Content starts

use grocer_core::{merge_patch, now_rfc3339, ServiceError};
use grocer_sql::Value;

use crate::events::{Change, ChangeKind};
use crate::model::Item;
use crate::validate::{self, ItemFields};
use super::{row_to_item, ShoppingService};

/// Fields accepted when adding an item, as extracted from the payload.
#[derive(Debug, Default)]
pub struct AddItemInput {
    pub name: Option<String>,
    pub quantity: Option<i64>,
    pub brand: Option<String>,
    pub comments: Option<String>,
    pub unit_id: Option<i64>,
}

/// Patch fields recognized by `update_item`. Anything else in the payload
/// is ignored; a patch containing none of these is rejected.
const RECOGNIZED_FIELDS: &[&str] = &[
    "name",
    "quantity",
    "brand",
    "comments",
    "bought",
    "categoryId",
    "unitId",
];

impl ShoppingService {
    /// Add an item to a list under a category.
    ///
    /// Field rules are enforced by `validate::validate_item`; the
    /// referenced list, category and unit must exist.
    pub fn add_item(
        &self,
        list_id: i64,
        category_id: i64,
        input: AddItemInput,
    ) -> Result<Item, ServiceError> {
        let errors = validate::validate_item(&ItemFields {
            name: input.name.as_deref(),
            quantity: input.quantity,
            brand: input.brand.as_deref(),
            comments: input.comments.as_deref(),
        });
        if !errors.is_empty() {
            return Err(ServiceError::Validation(validate::to_message(&errors)));
        }
        let unit_id = input
            .unit_id
            .ok_or_else(|| ServiceError::Validation("unitId is required".to_string()))?;

        self.get_list(list_id)?;
        self.get_category(category_id)?;
        self.get_unit(unit_id)?;

        let added_at = now_rfc3339();
        let id = self
            .sql
            .exec_insert(
                "INSERT INTO items (name, quantity, brand, comments, bought, added_at, \
                 list_id, category_id, unit_id) \
                 VALUES (?1, ?2, ?3, ?4, 0, ?5, ?6, ?7, ?8)",
                &[
                    Value::Text(input.name.clone().unwrap_or_default()),
                    Value::Integer(input.quantity.unwrap_or_default()),
                    opt_text(input.brand.as_deref()),
                    opt_text(input.comments.as_deref()),
                    Value::Text(added_at.clone()),
                    Value::Integer(list_id),
                    Value::Integer(category_id),
                    Value::Integer(unit_id),
                ],
            )
            .map_err(|e| ServiceError::Storage(e.to_string()))?;

        let item = Item {
            id,
            name: input.name.unwrap_or_default(),
            quantity: input.quantity.unwrap_or_default(),
            brand: input.brand,
            comments: input.comments,
            bought: false,
            added_at,
            list_id,
            category_id,
            unit_id,
        };
        self.publish(Change::Item {
            kind: ChangeKind::Insert,
            row: item.clone(),
        });
        Ok(item)
    }

    /// Get an item by id.
    pub fn get_item(&self, id: i64) -> Result<Item, ServiceError> {
        let rows = self
            .sql
            .query("SELECT * FROM items WHERE id = ?1", &[Value::Integer(id)])
            .map_err(|e| ServiceError::Storage(e.to_string()))?;

        let row = rows
            .first()
            .ok_or_else(|| ServiceError::NotFound(format!("item {id} not found")))?;
        row_to_item(row)
    }

    /// Items of a list under a category, sorted by name ascending.
    pub fn items_by_list_and_category(
        &self,
        list_id: i64,
        category_id: i64,
    ) -> Result<Vec<Item>, ServiceError> {
        let rows = self
            .sql
            .query(
                "SELECT * FROM items WHERE list_id = ?1 AND category_id = ?2 \
                 ORDER BY name ASC, id ASC",
                &[Value::Integer(list_id), Value::Integer(category_id)],
            )
            .map_err(|e| ServiceError::Storage(e.to_string()))?;
        rows.iter().map(row_to_item).collect()
    }

    /// Update an item with a partial patch (JSON merge semantics over the
    /// recognized fields). A patch with zero recognized fields is rejected
    /// rather than treated as a no-op. The merged result is re-validated.
    pub fn update_item(
        &self,
        id: i64,
        patch: serde_json::Value,
    ) -> Result<Item, ServiceError> {
        let current = self.get_item(id)?;

        let patch_obj = patch
            .as_object()
            .ok_or_else(|| ServiceError::Validation("patch must be a JSON object".to_string()))?;
        let mut recognized = serde_json::Map::new();
        for key in RECOGNIZED_FIELDS {
            if let Some(value) = patch_obj.get(*key) {
                recognized.insert((*key).to_string(), value.clone());
            }
        }
        if recognized.is_empty() {
            return Err(ServiceError::Validation(
                "patch contains no recognized fields".to_string(),
            ));
        }

        let mut base = serde_json::to_value(&current)
            .map_err(|e| ServiceError::Internal(e.to_string()))?;
        merge_patch(&mut base, &serde_json::Value::Object(recognized));
        // Identity and provenance are not patchable.
        base["id"] = serde_json::json!(current.id);
        base["listId"] = serde_json::json!(current.list_id);
        base["addedAt"] = serde_json::json!(current.added_at);

        let updated: Item = serde_json::from_value(base)
            .map_err(|e| ServiceError::Validation(format!("invalid patch: {e}")))?;

        let errors = validate::validate_item(&ItemFields {
            name: Some(&updated.name),
            quantity: Some(updated.quantity),
            brand: updated.brand.as_deref(),
            comments: updated.comments.as_deref(),
        });
        if !errors.is_empty() {
            return Err(ServiceError::Validation(validate::to_message(&errors)));
        }
        if updated.category_id != current.category_id {
            self.get_category(updated.category_id)?;
        }
        if updated.unit_id != current.unit_id {
            self.get_unit(updated.unit_id)?;
        }

        self.sql
            .exec(
                "UPDATE items SET name = ?1, quantity = ?2, brand = ?3, comments = ?4, \
                 bought = ?5, category_id = ?6, unit_id = ?7 WHERE id = ?8",
                &[
                    Value::Text(updated.name.clone()),
                    Value::Integer(updated.quantity),
                    opt_text(updated.brand.as_deref()),
                    opt_text(updated.comments.as_deref()),
                    Value::Integer(i64::from(updated.bought)),
                    Value::Integer(updated.category_id),
                    Value::Integer(updated.unit_id),
                    Value::Integer(id),
                ],
            )
            .map_err(|e| ServiceError::Storage(e.to_string()))?;

        self.publish(Change::Item {
            kind: ChangeKind::Update,
            row: updated.clone(),
        });
        Ok(updated)
    }

    /// Set the bought flag — the one-field fast path used by the checkbox.
    pub fn set_bought(&self, id: i64, bought: bool) -> Result<Item, ServiceError> {
        let mut item = self.get_item(id)?;

        self.sql
            .exec(
                "UPDATE items SET bought = ?1 WHERE id = ?2",
                &[Value::Integer(i64::from(bought)), Value::Integer(id)],
            )
            .map_err(|e| ServiceError::Storage(e.to_string()))?;

        item.bought = bought;
        self.publish(Change::Item {
            kind: ChangeKind::Update,
            row: item.clone(),
        });
        Ok(item)
    }

    /// Delete an item by id.
    pub fn delete_item(&self, id: i64) -> Result<(), ServiceError> {
        let item = self.get_item(id)?;

        self.sql
            .exec("DELETE FROM items WHERE id = ?1", &[Value::Integer(id)])
            .map_err(|e| ServiceError::Storage(e.to_string()))?;

        self.publish(Change::Item {
            kind: ChangeKind::Delete,
            row: item,
        });
        Ok(())
    }
}

fn opt_text(value: Option<&str>) -> Value {
    match value {
        Some(s) => Value::Text(s.to_string()),
        None => Value::Null,
    }
}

Content ends

→ **EXERCISE PROMPT**
What is the number of lines in the records above that include the word "Option"? Reply with that number and nothing more.

→ **WRITTEN ANSWER**
6